Your job is to write out each record exactly, leaving none out.

○ ○ ○ ○ ○

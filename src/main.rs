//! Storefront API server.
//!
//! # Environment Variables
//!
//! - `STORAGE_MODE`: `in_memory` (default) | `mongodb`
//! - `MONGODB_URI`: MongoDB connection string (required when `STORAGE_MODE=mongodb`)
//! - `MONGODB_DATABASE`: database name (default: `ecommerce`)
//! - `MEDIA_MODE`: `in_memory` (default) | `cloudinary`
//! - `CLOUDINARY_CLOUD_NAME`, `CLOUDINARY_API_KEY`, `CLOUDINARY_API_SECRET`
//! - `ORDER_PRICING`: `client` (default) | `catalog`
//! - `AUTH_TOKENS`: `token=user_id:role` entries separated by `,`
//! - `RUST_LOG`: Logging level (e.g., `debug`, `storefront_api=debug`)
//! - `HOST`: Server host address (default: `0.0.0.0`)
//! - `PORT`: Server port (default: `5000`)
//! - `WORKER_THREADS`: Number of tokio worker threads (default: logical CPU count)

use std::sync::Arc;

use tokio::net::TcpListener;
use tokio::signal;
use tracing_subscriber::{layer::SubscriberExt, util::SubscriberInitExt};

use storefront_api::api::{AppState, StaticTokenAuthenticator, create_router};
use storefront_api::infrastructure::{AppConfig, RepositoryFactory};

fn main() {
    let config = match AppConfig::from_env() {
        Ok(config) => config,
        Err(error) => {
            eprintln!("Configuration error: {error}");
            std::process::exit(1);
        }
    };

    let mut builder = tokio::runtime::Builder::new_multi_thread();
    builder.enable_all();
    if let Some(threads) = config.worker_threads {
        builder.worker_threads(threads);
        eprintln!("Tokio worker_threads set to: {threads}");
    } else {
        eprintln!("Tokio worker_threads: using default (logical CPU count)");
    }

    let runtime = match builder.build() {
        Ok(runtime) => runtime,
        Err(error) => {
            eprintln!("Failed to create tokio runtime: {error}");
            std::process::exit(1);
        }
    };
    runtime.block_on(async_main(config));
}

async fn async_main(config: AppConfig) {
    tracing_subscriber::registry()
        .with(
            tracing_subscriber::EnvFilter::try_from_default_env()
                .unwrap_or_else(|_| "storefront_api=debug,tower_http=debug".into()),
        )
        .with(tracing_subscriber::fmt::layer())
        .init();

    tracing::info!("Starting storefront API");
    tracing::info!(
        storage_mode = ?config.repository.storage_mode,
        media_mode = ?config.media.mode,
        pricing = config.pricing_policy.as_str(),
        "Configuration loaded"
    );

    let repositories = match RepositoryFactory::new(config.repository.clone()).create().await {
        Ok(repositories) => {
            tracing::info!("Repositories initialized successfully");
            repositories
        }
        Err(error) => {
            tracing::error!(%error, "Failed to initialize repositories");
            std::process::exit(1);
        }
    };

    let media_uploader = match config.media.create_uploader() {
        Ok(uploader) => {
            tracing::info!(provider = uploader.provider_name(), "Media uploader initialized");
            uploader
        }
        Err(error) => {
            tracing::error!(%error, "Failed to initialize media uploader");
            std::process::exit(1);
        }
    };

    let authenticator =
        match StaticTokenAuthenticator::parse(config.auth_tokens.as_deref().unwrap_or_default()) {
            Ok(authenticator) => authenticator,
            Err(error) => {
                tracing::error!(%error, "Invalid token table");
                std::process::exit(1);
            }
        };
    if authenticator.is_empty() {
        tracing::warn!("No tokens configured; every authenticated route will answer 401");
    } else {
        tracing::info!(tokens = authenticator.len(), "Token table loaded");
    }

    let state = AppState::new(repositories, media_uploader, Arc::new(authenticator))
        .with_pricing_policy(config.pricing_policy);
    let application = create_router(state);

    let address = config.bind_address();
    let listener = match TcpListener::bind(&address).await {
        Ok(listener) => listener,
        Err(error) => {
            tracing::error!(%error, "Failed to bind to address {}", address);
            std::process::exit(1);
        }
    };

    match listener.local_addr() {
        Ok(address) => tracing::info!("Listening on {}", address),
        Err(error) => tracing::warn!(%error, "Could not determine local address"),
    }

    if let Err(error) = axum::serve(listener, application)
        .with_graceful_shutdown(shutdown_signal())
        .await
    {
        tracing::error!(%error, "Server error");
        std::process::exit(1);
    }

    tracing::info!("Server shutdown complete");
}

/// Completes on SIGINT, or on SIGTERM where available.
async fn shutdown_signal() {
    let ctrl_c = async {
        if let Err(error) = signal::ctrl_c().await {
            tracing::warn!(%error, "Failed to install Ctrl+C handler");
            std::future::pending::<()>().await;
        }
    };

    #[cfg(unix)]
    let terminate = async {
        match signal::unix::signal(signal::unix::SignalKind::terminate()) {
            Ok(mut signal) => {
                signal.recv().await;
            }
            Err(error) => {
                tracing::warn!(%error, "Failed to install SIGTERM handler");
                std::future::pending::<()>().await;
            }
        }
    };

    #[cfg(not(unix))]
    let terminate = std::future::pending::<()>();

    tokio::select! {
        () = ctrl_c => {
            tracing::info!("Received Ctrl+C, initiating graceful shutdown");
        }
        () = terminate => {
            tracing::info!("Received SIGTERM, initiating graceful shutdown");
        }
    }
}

○ ○ ○ ○ ○

(EXERCISE OUTPUT):
filename src/main.rs
//! Storefront API server.
//!
//! # Environment Variables
//!
//! - `STORAGE_MODE`: `in_memory` (default) | `mongodb`
//! - `MONGODB_URI`: MongoDB connection string (required when `STORAGE_MODE=mongodb`)
//! - `MONGODB_DATABASE`: database name (default: `ecommerce`)
//! - `MEDIA_MODE`: `in_memory` (default) | `cloudinary`
//! - `CLOUDINARY_CLOUD_NAME`, `CLOUDINARY_API_KEY`, `CLOUDINARY_API_SECRET`
//! - `ORDER_PRICING`: `client` (default) | `catalog`
//! - `AUTH_TOKENS`: `token=user_id:role` entries separated by `,`
//! - `RUST_LOG`: Logging level (e.g., `debug`, `storefront_api=debug`)
//! - `HOST`: Server host address (default: `0.0.0.0`)
//! - `PORT`: Server port (default: `5000`)
//! - `WORKER_THREADS`: Number of tokio worker threads (default: logical CPU count)

use std::sync::Arc;

use tokio::net::TcpListener;
use tokio::signal;
use tracing_subscriber::{layer::SubscriberExt, util::SubscriberInitExt};

use storefront_api::api::{AppState, StaticTokenAuthenticator, create_router};
use storefront_api::infrastructure::{AppConfig, RepositoryFactory};

fn main() {
    let config = match AppConfig::from_env() {
        Ok(config) => config,
        Err(error) => {
            eprintln!("Configuration error: {error}");
            std::process::exit(1);
        }
    };

    let mut builder = tokio::runtime::Builder::new_multi_thread();
    builder.enable_all();
    if let Some(threads) = config.worker_threads {
        builder.worker_threads(threads);
        eprintln!("Tokio worker_threads set to: {threads}");
    } else {
        eprintln!("Tokio worker_threads: using default (logical CPU count)");
    }

    let runtime = match builder.build() {
        Ok(runtime) => runtime,
        Err(error) => {
            eprintln!("Failed to create tokio runtime: {error}");
            std::process::exit(1);
        }
    };
    runtime.block_on(async_main(config));
}

async fn async_main(config: AppConfig) {
    tracing_subscriber::registry()
        .with(
            tracing_subscriber::EnvFilter::try_from_default_env()
                .unwrap_or_else(|_| "storefront_api=debug,tower_http=debug".into()),
        )
        .with(tracing_subscriber::fmt::layer())
        .init();

    tracing::info!("Starting storefront API");
    tracing::info!(
        storage_mode = ?config.repository.storage_mode,
        media_mode = ?config.media.mode,
        pricing = config.pricing_policy.as_str(),
        "Configuration loaded"
    );

    let repositories = match RepositoryFactory::new(config.repository.clone()).create().await {
        Ok(repositories) => {
            tracing::info!("Repositories initialized successfully");
            repositories
        }
        Err(error) => {
            tracing::error!(%error, "Failed to initialize repositories");
            std::process::exit(1);
        }
    };

    let media_uploader = match config.media.create_uploader() {
        Ok(uploader) => {
            tracing::info!(provider = uploader.provider_name(), "Media uploader initialized");
            uploader
        }
        Err(error) => {
            tracing::error!(%error, "Failed to initialize media uploader");
            std::process::exit(1);
        }
    };

    let authenticator =
        match StaticTokenAuthenticator::parse(config.auth_tokens.as_deref().unwrap_or_default()) {
            Ok(authenticator) => authenticator,
            Err(error) => {
                tracing::error!(%error, "Invalid token table");
                std::process::exit(1);
            }
        };
    if authenticator.is_empty() {
        tracing::warn!("No tokens configured; every authenticated route will answer 401");
    } else {
        tracing::info!(tokens = authenticator.len(), "Token table loaded");
    }

    let state = AppState::new(repositories, media_uploader, Arc::new(authenticator))
        .with_pricing_policy(config.pricing_policy);
    let application = create_router(state);

    let address = config.bind_address();
    let listener = match TcpListener::bind(&address).await {
        Ok(listener) => listener,
        Err(error) => {
            tracing::error!(%error, "Failed to bind to address {}", address);
            std::process::exit(1);
        }
    };

    match listener.local_addr() {
        Ok(address) => tracing::info!("Listening on {}", address),
        Err(error) => tracing::warn!(%error, "Could not determine local address"),
    }

    if let Err(error) = axum::serve(listener, application)
        .with_graceful_shutdown(shutdown_signal())
        .await
    {
        tracing::error!(%error, "Server error");
        std::process::exit(1);
    }

    tracing::info!("Server shutdown complete");
}

/// Completes on SIGINT, or on SIGTERM where available.
async fn shutdown_signal() {
    let ctrl_c = async {
        if let Err(error) = signal::ctrl_c().await {
            tracing::warn!(%error, "Failed to install Ctrl+C handler");
            std::future::pending::<()>().await;
        }
    };

    #[cfg(unix)]
    let terminate = async {
        match signal::unix::signal(signal::unix::SignalKind::terminate()) {
            Ok(mut signal) => {
                signal.recv().await;
            }
            Err(error) => {
                tracing::warn!(%error, "Failed to install SIGTERM handler");
                std::future::pending::<()>().await;
            }
        }
    };

    #[cfg(not(unix))]
    let terminate = std::future::pending::<()>();

    tokio::select! {
        () = ctrl_c => {
            tracing::info!("Received Ctrl+C, initiating graceful shutdown");
        }
        () = terminate => {
            tracing::info!("Received SIGTERM, initiating graceful shutdown");
        }
    }
}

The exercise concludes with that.